= Colonia Paulino Navarro =

Colonia Paulino Navarro is a colonia or neighborhood in the Cuauhtémoc borough of Mexico City, just southeast of the city’s historic center. Its boundaries are defined by the following streets: Ventura G. Tena and Hernández y Dávalos to south, Calzada de la Chabacano to the north, Calzada de la Viga to the east and Calzada de San Antonio Abad to the west.

The origins of the neighborhood date from 1905, when Iñigo Noriega proposed urbanizing what was then called Colonia La Paz. Plans for the construction of housing subdivisions were approved by the city in 1907, forming streets and blocks, but it did not officially establish the administrative division of colonia. The project then stalled. In 1913, the Agrícola y Colonizadora Mexicana Company proposed a similar project, but this, too, ran into problems. By 1920, there were houses and blocks but only semi-organized, with houses and other properties encroaching on other private properties and colonias.

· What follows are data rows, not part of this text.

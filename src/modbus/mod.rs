pub mod client;
pub mod crc;
pub mod protocol;
pub mod registers;
pub mod transport;

pub use client::{ModbusClient, ModbusClientTrait};
pub use crc::crc16_modbus;
pub use protocol::{RequestFrame, ResponseFrame, SlaveId};
pub use registers::{float_to_registers, registers_to_float, registers_to_floats, Register};
pub use transport::{SerialTransport, Transport};
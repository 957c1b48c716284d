pub mod settings;

pub use settings::{Config, DatabaseConfig, MasterConfig, MqttConfig, ParityConfig, SerialConfig, SlaveConfig};
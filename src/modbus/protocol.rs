//! RTU frame construction and validation for function codes 0x03 (read
//! holding registers) and 0x06 (write single register).
//!
//! Request:  `ID | FC | AddrHi | AddrLo | CountHi/ValHi | CountLo/ValLo | CRCLo | CRCHi`
//! Response: `ID | 0x03 | ByteCount | Data(ByteCount) | CRCLo | CRCHi`

use super::crc::{append_crc, crc16_modbus, has_valid_crc};
use super::registers::{bytes_to_registers, registers_to_bytes, Register};
use crate::utils::error::FrameError;

pub type SlaveId = u8;

pub const READ_HOLDING_REGISTERS: u8 = 0x03;
pub const WRITE_SINGLE_REGISTER: u8 = 0x06;
pub const EXCEPTION_FLAG: u8 = 0x80;
pub const ILLEGAL_DATA_ADDRESS: u8 = 0x02;

pub const MIN_SLAVE_ID: SlaveId = 1;
pub const MAX_SLAVE_ID: SlaveId = 247;
/// Largest read whose byte count still fits the one-byte field.
pub const MAX_READ_QUANTITY: u16 = 125;
pub const REQUEST_FRAME_LEN: usize = 8;
pub const EXCEPTION_FRAME_LEN: usize = 5;

pub fn is_valid_slave_id(id: u8) -> bool {
    (MIN_SLAVE_ID..=MAX_SLAVE_ID).contains(&id)
}

/// Wire length of a read response carrying `count` registers.
pub fn read_response_len(count: u16) -> usize {
    3 + 2 * count as usize + 2
}

#[derive(Debug, Clone, Copy, PartialEq, Eq)]
pub enum RequestFrame {
    ReadHoldingRegisters {
        slave_id: SlaveId,
        start_address: u16,
        quantity: u16,
    },
    WriteSingleRegister {
        slave_id: SlaveId,
        address: u16,
        value: u16,
    },
}

impl RequestFrame {
    pub fn slave_id(&self) -> SlaveId {
        match *self {
            RequestFrame::ReadHoldingRegisters { slave_id, .. } => slave_id,
            RequestFrame::WriteSingleRegister { slave_id, .. } => slave_id,
        }
    }

    pub fn function_code(&self) -> u8 {
        match self {
            RequestFrame::ReadHoldingRegisters { .. } => READ_HOLDING_REGISTERS,
            RequestFrame::WriteSingleRegister { .. } => WRITE_SINGLE_REGISTER,
        }
    }

    pub fn encode(&self) -> Vec<u8> {
        match *self {
            RequestFrame::ReadHoldingRegisters { slave_id, start_address, quantity } => {
                encode_read_request(slave_id, start_address, quantity)
            }
            RequestFrame::WriteSingleRegister { slave_id, address, value } => {
                encode_write_request(slave_id, address, value)
            }
        }
    }
}

#[derive(Debug, Clone, PartialEq, Eq)]
pub struct ResponseFrame {
    pub slave_id: SlaveId,
    pub function_code: u8,
    pub byte_count: u8,
    pub registers: Vec<Register>,
    pub checksum: u16,
}

fn encode_word_request(slave_id: SlaveId, function: u8, first: u16, second: u16) -> Vec<u8> {
    let mut request = Vec::with_capacity(REQUEST_FRAME_LEN);
    request.push(slave_id);
    request.push(function);
    request.extend_from_slice(&first.to_be_bytes());
    request.extend_from_slice(&second.to_be_bytes());
    append_crc(&mut request);
    request
}

pub fn encode_read_request(slave_id: SlaveId, start_address: u16, count: u16) -> Vec<u8> {
    encode_word_request(slave_id, READ_HOLDING_REGISTERS, start_address, count)
}

pub fn encode_write_request(slave_id: SlaveId, address: u16, value: u16) -> Vec<u8> {
    encode_word_request(slave_id, WRITE_SINGLE_REGISTER, address, value)
}

/// Validate a read holding registers response addressed from
/// `expected_slave` carrying `expected_count` registers.
///
/// Checks run in order: exception reply, length, slave ID, CRC, function
/// code, byte count. The first failure rejects the whole frame.
pub fn decode_read_response(
    bytes: &[u8],
    expected_slave: SlaveId,
    expected_count: u16,
) -> Result<ResponseFrame, FrameError> {
    check_exception(bytes, expected_slave, READ_HOLDING_REGISTERS)?;

    let min_len = read_response_len(expected_count);
    if bytes.len() < min_len {
        return Err(FrameError::TooShort { expected: min_len, actual: bytes.len() });
    }
    if bytes[0] != expected_slave {
        return Err(FrameError::SlaveMismatch { expected: expected_slave, actual: bytes[0] });
    }

    let checksum = check_crc(bytes)?;

    if bytes[1] != READ_HOLDING_REGISTERS {
        return Err(FrameError::FunctionMismatch { expected: READ_HOLDING_REGISTERS, actual: bytes[1] });
    }
    let expected_bytes = 2 * expected_count as usize;
    if bytes[2] as usize != expected_bytes {
        return Err(FrameError::ByteCountMismatch { expected: expected_bytes, actual: bytes[2] as usize });
    }

    let data = &bytes[3..3 + expected_bytes];
    let registers = bytes_to_registers(data).map_err(|_| FrameError::ByteCountMismatch {
        expected: expected_bytes,
        actual: data.len(),
    })?;

    Ok(ResponseFrame {
        slave_id: bytes[0],
        function_code: bytes[1],
        byte_count: bytes[2],
        registers,
        checksum,
    })
}

/// Validate the echo a device sends back for a write single register.
pub fn decode_write_response(bytes: &[u8], request: &[u8]) -> Result<(), FrameError> {
    let expected_slave = request.first().copied().unwrap_or_default();
    check_exception(bytes, expected_slave, WRITE_SINGLE_REGISTER)?;

    if bytes.len() < REQUEST_FRAME_LEN {
        return Err(FrameError::TooShort { expected: REQUEST_FRAME_LEN, actual: bytes.len() });
    }
    if bytes[0] != expected_slave {
        return Err(FrameError::SlaveMismatch { expected: expected_slave, actual: bytes[0] });
    }
    check_crc(bytes)?;
    if bytes[1] != WRITE_SINGLE_REGISTER {
        return Err(FrameError::FunctionMismatch { expected: WRITE_SINGLE_REGISTER, actual: bytes[1] });
    }
    if bytes != request {
        return Err(FrameError::EchoMismatch);
    }
    Ok(())
}

fn check_crc(bytes: &[u8]) -> Result<u16, FrameError> {
    let data_len = bytes.len() - 2;
    let received = u16::from_le_bytes([bytes[data_len], bytes[data_len + 1]]);
    let calculated = crc16_modbus(&bytes[..data_len]);
    if calculated != received {
        return Err(FrameError::CrcMismatch { calculated, received });
    }
    Ok(received)
}

fn check_exception(bytes: &[u8], expected_slave: SlaveId, function: u8) -> Result<(), FrameError> {
    if bytes.len() == EXCEPTION_FRAME_LEN
        && bytes[0] == expected_slave
        && bytes[1] == function | EXCEPTION_FLAG
        && has_valid_crc(bytes)
    {
        return Err(FrameError::Exception { function, code: bytes[2] });
    }
    Ok(())
}

/// Slave-side parse of one inbound frame. Anything that is not a
/// well-formed 0x03/0x06 request returns `None`; the caller drops it.
pub fn decode_request(bytes: &[u8]) -> Option<RequestFrame> {
    if bytes.len() < REQUEST_FRAME_LEN {
        return None;
    }
    let frame = &bytes[..REQUEST_FRAME_LEN];
    if !has_valid_crc(frame) {
        return None;
    }

    let slave_id = frame[0];
    let first = u16::from_be_bytes([frame[2], frame[3]]);
    let second = u16::from_be_bytes([frame[4], frame[5]]);

    match frame[1] {
        READ_HOLDING_REGISTERS if (1..=MAX_READ_QUANTITY).contains(&second) => {
            Some(RequestFrame::ReadHoldingRegisters { slave_id, start_address: first, quantity: second })
        }
        WRITE_SINGLE_REGISTER => Some(RequestFrame::WriteSingleRegister { slave_id, address: first, value: second }),
        _ => None,
    }
}

/// Build a read response: `ID | 0x03 | 2n | regs... | CRCLo | CRCHi`.
/// `registers` holds at most `MAX_READ_QUANTITY` values so the byte count
/// fits in one byte.
pub fn encode_read_response(slave_id: SlaveId, registers: &[Register]) -> Vec<u8> {
    debug_assert!(
        registers.len() <= MAX_READ_QUANTITY as usize,
        "read response of {} registers exceeds {}",
        registers.len(),
        MAX_READ_QUANTITY
    );
    let mut response = Vec::with_capacity(read_response_len(registers.len() as u16));
    response.push(slave_id);
    response.push(READ_HOLDING_REGISTERS);
    response.push((registers.len() * 2) as u8);
    response.extend_from_slice(&registers_to_bytes(registers));
    append_crc(&mut response);
    response
}

pub fn encode_exception_response(slave_id: SlaveId, function: u8, code: u8) -> Vec<u8> {
    let mut response = vec![slave_id, function | EXCEPTION_FLAG, code];
    append_crc(&mut response);
    response
}
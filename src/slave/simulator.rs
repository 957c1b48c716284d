use log::{debug, info};
use rand::Rng;
use std::sync::Arc;
use std::time::Duration;
use tokio::task::JoinHandle;
use tokio::time::{interval, MissedTickBehavior};

use super::bank::RegisterBank;
use super::table::SlaveAddressTable;
use crate::modbus::protocol::SlaveId;

/// Produces fresh sensor values for simulated devices.
#[derive(Debug, Clone)]
pub struct SensorSimulator {
    values_per_device: usize,
    max_value: f32,
}

impl SensorSimulator {
    pub fn new(values_per_device: usize, max_value: f32) -> Self {
        Self {
            values_per_device: values_per_device.max(1),
            max_value: if max_value > 0.0 { max_value } else { 100.0 },
        }
    }

    pub fn sample(&self) -> Vec<f32> {
        let mut rng = rand::rng();
        (0..self.values_per_device)
            .map(|_| rng.random_range(0.0..self.max_value))
            .collect()
    }

    pub fn new_bank(&self) -> RegisterBank {
        RegisterBank::from_floats(&self.sample())
    }

    /// Replace every bank in the table with a new sample.
    pub fn refresh(&self, table: &SlaveAddressTable) {
        for (id, bank) in table.iter() {
            let values = self.sample();
            debug!("🔄 Device {} refreshed: {:?}", id, values);
            bank.replace_floats(&values);
        }
    }

    /// Build a table with one freshly sampled bank per ID.
    pub fn build_table(&self, ids: &[SlaveId]) -> Result<SlaveAddressTable, crate::utils::error::ModbusError> {
        SlaveAddressTable::build(ids, |_| self.new_bank())
    }

    /// Refresh all banks every `period` on a background task. The first
    /// refresh happens one full period after spawning.
    pub fn spawn_refresh(self, table: Arc<SlaveAddressTable>, period: Duration) -> JoinHandle<()> {
        info!("⏱️  Refreshing {} simulated devices every {:?}", table.len(), period);
        tokio::spawn(async move {
            let mut timer = interval(period);
            timer.set_missed_tick_behavior(MissedTickBehavior::Delay);
            timer.tick().await;
            loop {
                timer.tick().await;
                self.refresh(&table);
            }
        })
    }
}

#[cfg(test)]
mod tests {
    use super::*;
    use crate::modbus::registers::registers_to_floats;

    #[test]
    fn test_samples_stay_in_range() {
        let sim = SensorSimulator::new(3, 100.0);
        for _ in 0..100 {
            let values = sim.sample();
            assert_eq!(values.len(), 3);
            assert!(values.iter().all(|v| (0.0..100.0).contains(v)));
        }
    }

    #[test]
    fn test_refresh_replaces_every_bank() {
        let sim = SensorSimulator::new(1, 100.0);
        let table = sim.build_table(&[1, 2]).unwrap();
        for (_, bank) in table.iter() {
            bank.replace_floats(&[-1.0]);
        }

        sim.refresh(&table);

        for (_, bank) in table.iter() {
            let values = registers_to_floats(&bank.read(0, 2).unwrap()).unwrap();
            assert!(values[0] >= 0.0);
        }
    }
}
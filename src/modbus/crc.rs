/// CRC-16/MODBUS: init 0xFFFF, reflected polynomial 0xA001, no final XOR.
///
/// Computed over every byte preceding the checksum field. On the wire the
/// result is appended low byte first.
pub fn crc16_modbus(data: &[u8]) -> u16 {
    let mut crc: u16 = 0xFFFF;
    let poly: u16 = 0xA001;

    for &byte in data {
        crc ^= byte as u16;
        for _ in 0..8 {
            if crc & 0x0001 != 0 {
                crc = (crc >> 1) ^ poly;
            } else {
                crc >>= 1;
            }
        }
    }
    crc
}

/// Append the checksum of `frame` to itself, low byte first.
pub fn append_crc(frame: &mut Vec<u8>) {
    let crc = crc16_modbus(frame);
    frame.extend_from_slice(&crc.to_le_bytes());
}

/// True when the last two bytes of `frame` are the little-endian CRC of
/// everything before them.
pub fn has_valid_crc(frame: &[u8]) -> bool {
    if frame.len() < 3 {
        return false;
    }
    let data_len = frame.len() - 2;
    let received = u16::from_le_bytes([frame[data_len], frame[data_len + 1]]);
    crc16_modbus(&frame[..data_len]) == received
}
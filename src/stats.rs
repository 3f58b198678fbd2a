//! Compression statistics collected by the optimal parser and bit encoder.
//!
//! Grounded on the bookkeeping counters `zxpac4::lz_parse` and
//! `zxpac4::encode_history` accumulate in the original sources
//! (`m_num_literals`, `m_num_pmr_literals`, `m_num_matches`,
//! `m_num_matched_bytes`, `m_num_pmr_matches`), surfaced here as a plain
//! value type the driver can report to the CLI at higher verbosity levels.

/// Counters describing how an input buffer was encoded.
#[derive(Debug, Clone, Copy, Default, PartialEq, Eq)]
pub struct Stats {
    /// Number of literal bytes emitted.
    pub num_literals: usize,
    /// Number of literals whose byte happened to match the PMR-predicted byte.
    pub num_pmr_literals: usize,
    /// Number of match tokens emitted.
    pub num_matches: usize,
    /// Number of match tokens whose offset equals the carried PMR offset.
    pub num_pmr_matches: usize,
    /// Total number of bytes covered by match tokens.
    pub num_matched_bytes: usize,
    /// Largest positive value of `bytes_written - bytes_consumed` observed
    /// while encoding, i.e. the safety distance an in-place decompressor
    /// would need (spec §4.4/§4.5).
    pub max_security_distance: isize,
    /// Length, in bytes, of the encoded output (set once encoding finishes).
    pub encoded_len: usize,
    /// Length, in bytes, of the original input.
    pub input_len: usize,
}

impl Stats {
    /// Ratio of `encoded_len` to `input_len`, or `1.0` when the input is empty.
    pub fn ratio(&self) -> f64 {
        if self.input_len == 0 {
            1.0
        } else {
            self.encoded_len as f64 / self.input_len as f64
        }
    }
}
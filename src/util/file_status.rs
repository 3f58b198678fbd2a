//! File status queries.
//!
//! - [`is_reg_file`]  — true if a path refers to a regular file
//! - [`is_directory`] — true if a path refers to a directory

use std::fs;
use std::path::Path;

/// Returns `true` if `path` refers to a regular file.
///
/// Returns `false` for directories, symlinks, special files, and paths that
/// do not exist. Symlinks are not followed — the link itself is examined.
pub fn is_reg_file(path: &Path) -> bool {
    fs::metadata(path)
        .map(|m| m.file_type().is_file())
        .unwrap_or(false)
}

/// Returns `true` if `path` refers to a directory.
///
/// Returns `false` for regular files, symlinks, special files, and paths that
/// do not exist.
pub fn is_directory(path: &Path) -> bool {
    fs::metadata(path)
        .map(|m| m.file_type().is_dir())
        .unwrap_or(false)
}
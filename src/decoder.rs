//! Reference decoder.
//!
//! This is test/verification tooling, not a target-platform artifact — the
//! original sources' self-extracting decompressor payloads for 8/16-bit
//! targets are explicitly out of scope (spec §1's Non-goals). Round-trip
//! correctness (spec §8, property 1) is untestable without *some* decoder,
//! so this crate carries a portable one purely to drive its own test suite,
//! implementing the exact inverse of [`crate::encoder::encode`].

use crate::cost::LENGTH_MAX_TIER;
use crate::cost::offset as offset_code;
use crate::encoder::HEADER_SIZE;
use crate::error::DecodeError;

struct BitReader<'a> {
    data: &'a [u8],
    bit_pos: usize,
    last_literal_byte_pos: Option<usize>,
}

impl<'a> BitReader<'a> {
    fn new(data: &'a [u8]) -> Self {
        BitReader { data, bit_pos: 0, last_literal_byte_pos: None }
    }

    fn read_bit(&mut self) -> Result<u8, DecodeError> {
        self.last_literal_byte_pos = None;
        let byte_idx = self.bit_pos / 8;
        let bit_idx = self.bit_pos % 8;
        let byte = *self.data.get(byte_idx).ok_or(DecodeError::Truncated)?;
        self.bit_pos += 1;
        Ok((byte >> (7 - bit_idx)) & 1)
    }

    fn read_bits(&mut self, n: u32) -> Result<u64, DecodeError> {
        let mut value = 0u64;
        for _ in 0..n {
            value = (value << 1) | self.read_bit()? as u64;
        }
        Ok(value)
    }

    fn align_to_byte(&mut self) {
        if self.bit_pos % 8 != 0 {
            self.bit_pos = (self.bit_pos / 8 + 1) * 8;
        }
    }

    fn read_literal_byte(&mut self, ascii: bool) -> Result<u8, DecodeError> {
        if ascii {
            self.align_to_byte();
            let byte_idx = self.bit_pos / 8;
            let byte = *self.data.get(byte_idx).ok_or(DecodeError::Truncated)?;
            self.bit_pos += 8;
            self.last_literal_byte_pos = Some(byte_idx);
            Ok(byte >> 1)
        } else {
            Ok(self.read_bits(8)? as u8)
        }
    }

    fn read_tag(&mut self, ascii: bool) -> Result<u8, DecodeError> {
        if ascii {
            if let Some(pos) = self.last_literal_byte_pos.take() {
                return Ok(self.data[pos] & 1);
            }
        }
        self.read_bit()
    }

    fn read_tiered_value(&mut self, max_tier: u32) -> Result<u64, DecodeError> {
        let mut tier = 0u32;
        loop {
            if tier == max_tier {
                break;
            }
            if self.read_bit()? == 0 {
                break;
            }
            tier += 1;
        }
        let base = (1u64 << tier) - 1;
        let extra = self.read_bits(tier)?;
        Ok(base + extra)
    }

    /// Reads an offset encoded by the byte-plus-tiered-prefix layout (the
    /// inverse of the encoder's offset writer, see `src/cost/offset.rs`).
    fn read_offset_value(&mut self) -> Result<u64, DecodeError> {
        let flag = self.read_bit()?;
        let low7 = self.read_bits(7)?;
        if flag == 0 {
            return Ok(low7);
        }
        let mut leading_ones = 0u32;
        while leading_ones < 4 {
            if self.read_bit()? == 0 {
                break;
            }
            leading_ones += 1;
        }
        let selector = self.read_bit()?;
        let tier = leading_ones * 2 + selector as u32;
        let high = self.read_bits(tier)?;
        Ok(offset_code::bracket_lo(tier) + (high << 7) + low7)
    }
}

/// Decodes a buffer produced by [`crate::encoder::encode`] (with
/// `config.reversed == false`) back into the original input bytes. For a
/// stream produced with `reversed == true`, call [`decompress_reversed`]
/// instead — per spec §6 the reversal flag is carried out-of-band by
/// whichever convention the caller and encoder agreed on, not inside the
/// header itself.
pub fn decompress(input: &[u8]) -> Result<Vec<u8>, DecodeError> {
    if input.len() < HEADER_SIZE {
        return Err(DecodeError::TruncatedHeader);
    }

    let flags = input[0];
    let is_ascii = flags & 0x80 != 0;
    let initial_pmr_offset = (flags & 0x7f) as usize;
    let decoded_len =
        u32::from_be_bytes([0, input[1], input[2], input[3]]) as usize;

    let mut out = Vec::with_capacity(decoded_len);
    let mut reader = BitReader::new(&input[HEADER_SIZE..]);
    let mut pmr_offset = initial_pmr_offset;

    while out.len() < decoded_len {
        let tag = reader.read_tag(is_ascii)?;
        if tag == 0 {
            let byte = reader.read_literal_byte(is_ascii)?;
            out.push(byte);
        } else {
            let is_pmr = reader.read_bit()? == 1;
            // Matches write their length code as `length - 1` (spec §4.3's
            // wire-format quirk); this also lets a length-1 PMR match
            // (§4.3.1) share the same code space without colliding with
            // ordinary matches, since those never produce length 1 when
            // `min_match > 1`.
            let length = reader.read_tiered_value(LENGTH_MAX_TIER)? as usize + 1;
            let offset = if is_pmr {
                pmr_offset
            } else {
                reader.read_offset_value()? as usize
            };
            if offset > out.len() {
                return Err(DecodeError::InvalidBackReference { pos: out.len(), offset });
            }
            pmr_offset = offset;
            for _ in 0..length {
                let byte = out[out.len() - offset];
                out.push(byte);
            }
        }
    }

    Ok(out)
}

/// Decodes a buffer produced by [`crate::encoder::encode`] with
/// `config.reversed == true`: un-reverses the whole header+body byte stream
/// first, then decodes normally (spec §6: "the companion decoder reads it
/// backward").
pub fn decompress_reversed(input: &[u8]) -> Result<Vec<u8>, DecodeError> {
    let mut forward = input.to_vec();
    forward.reverse();
    decompress(&forward)
}
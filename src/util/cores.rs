/// Returns the number of logical CPU cores available on the system.
///
/// Used to size the default worker pool for batch/directory compression
/// (`src/main.rs`), in the idiom of `jafreck-lz4r/src/util/cores.rs`'s
/// `count_cores`. `std::thread::available_parallelism` is the portable
/// equivalent of the platform-specific core-counting APIs that idiom wraps.
///
/// Guaranteed to return a value ≥ 1 (falls back to 1 on error).
pub fn count_cores() -> usize {
    std::thread::available_parallelism()
        .map(|n| n.get())
        .unwrap_or(1)
}
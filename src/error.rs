//! Error types for the core compression/decompression API.
//!
//! Plain enums with hand-written `Display`/`Error` impls, matching the style
//! of `jafreck-lz4r/src/frame/types.rs`'s `Lz4FError` rather than deriving
//! from `thiserror` — the teacher's library core does the same and only
//! reaches for `anyhow` at the CLI boundary.

use std::fmt;

/// Errors returned by [`crate::compress::compress`].
#[derive(Debug, Clone, Copy, PartialEq, Eq)]
pub enum CompressError {
    /// The input buffer exceeds the configured window/size limits.
    InputTooLarge { len: usize, max: usize },
    /// The input is too short to compress meaningfully (spec minimum: 1 byte).
    InputTooShort,
    /// `Config::ascii` was set but the input contains a byte with the top bit set.
    AsciiViolation { pos: usize, byte: u8 },
    /// The encoded output would be no smaller than the input; the caller
    /// should store the input unmodified instead.
    Incompressible,
    /// A `Config` field is out of its valid range.
    InvalidConfig(&'static str),
}

impl fmt::Display for CompressError {
    fn fmt(&self, f: &mut fmt::Formatter<'_>) -> fmt::Result {
        match self {
            CompressError::InputTooLarge { len, max } => {
                write!(f, "input of {len} bytes exceeds the {max} byte limit")
            }
            CompressError::InputTooShort => write!(f, "input is too short to compress"),
            CompressError::AsciiViolation { pos, byte } => write!(
                f,
                "byte {byte:#04x} at offset {pos} is not 7-bit ASCII but --ascii was requested"
            ),
            CompressError::Incompressible => {
                write!(f, "input did not compress; store it unmodified instead")
            }
            CompressError::InvalidConfig(reason) => write!(f, "invalid configuration: {reason}"),
        }
    }
}

impl std::error::Error for CompressError {}

/// Errors returned by [`crate::decoder::decompress`].
#[derive(Debug, Clone, Copy, PartialEq, Eq)]
pub enum DecodeError {
    /// The input is shorter than the fixed header size.
    TruncatedHeader,
    /// A token's bit code or back-reference runs past the end of the input.
    Truncated,
    /// A match's `(offset, length)` back-reference points before the start
    /// of the output buffer.
    InvalidBackReference { pos: usize, offset: usize },
}

impl fmt::Display for DecodeError {
    fn fmt(&self, f: &mut fmt::Formatter<'_>) -> fmt::Result {
        match self {
            DecodeError::TruncatedHeader => write!(f, "input is shorter than the header size"),
            DecodeError::Truncated => write!(f, "input ends before a token could be decoded"),
            DecodeError::InvalidBackReference { pos, offset } => write!(
                f,
                "back-reference at output position {pos} with offset {offset} points before the start of the buffer"
            ),
        }
    }
}

impl std::error::Error for DecodeError {}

Colonia La Paz was a rather large area with eventually broke off into several smaller colonias. Paulino Navarro broke off by 1920 from the center of La Paz, which is now called Colonia Asturias. Around the same time, the first houses were built on the drying lakebed in this area, as well as the roads of Calzada de San Esteban, known today as Calzada del Chabacano and other major roads such as Eje 3 José Peón Contreras.

Today the colonia is still almost entirely residential with mostly working-class families.(delegacion) All of the schools in the colonia are public and include Papaloapan Prescool and several primary schools, all with the name of Quetzalcoatl.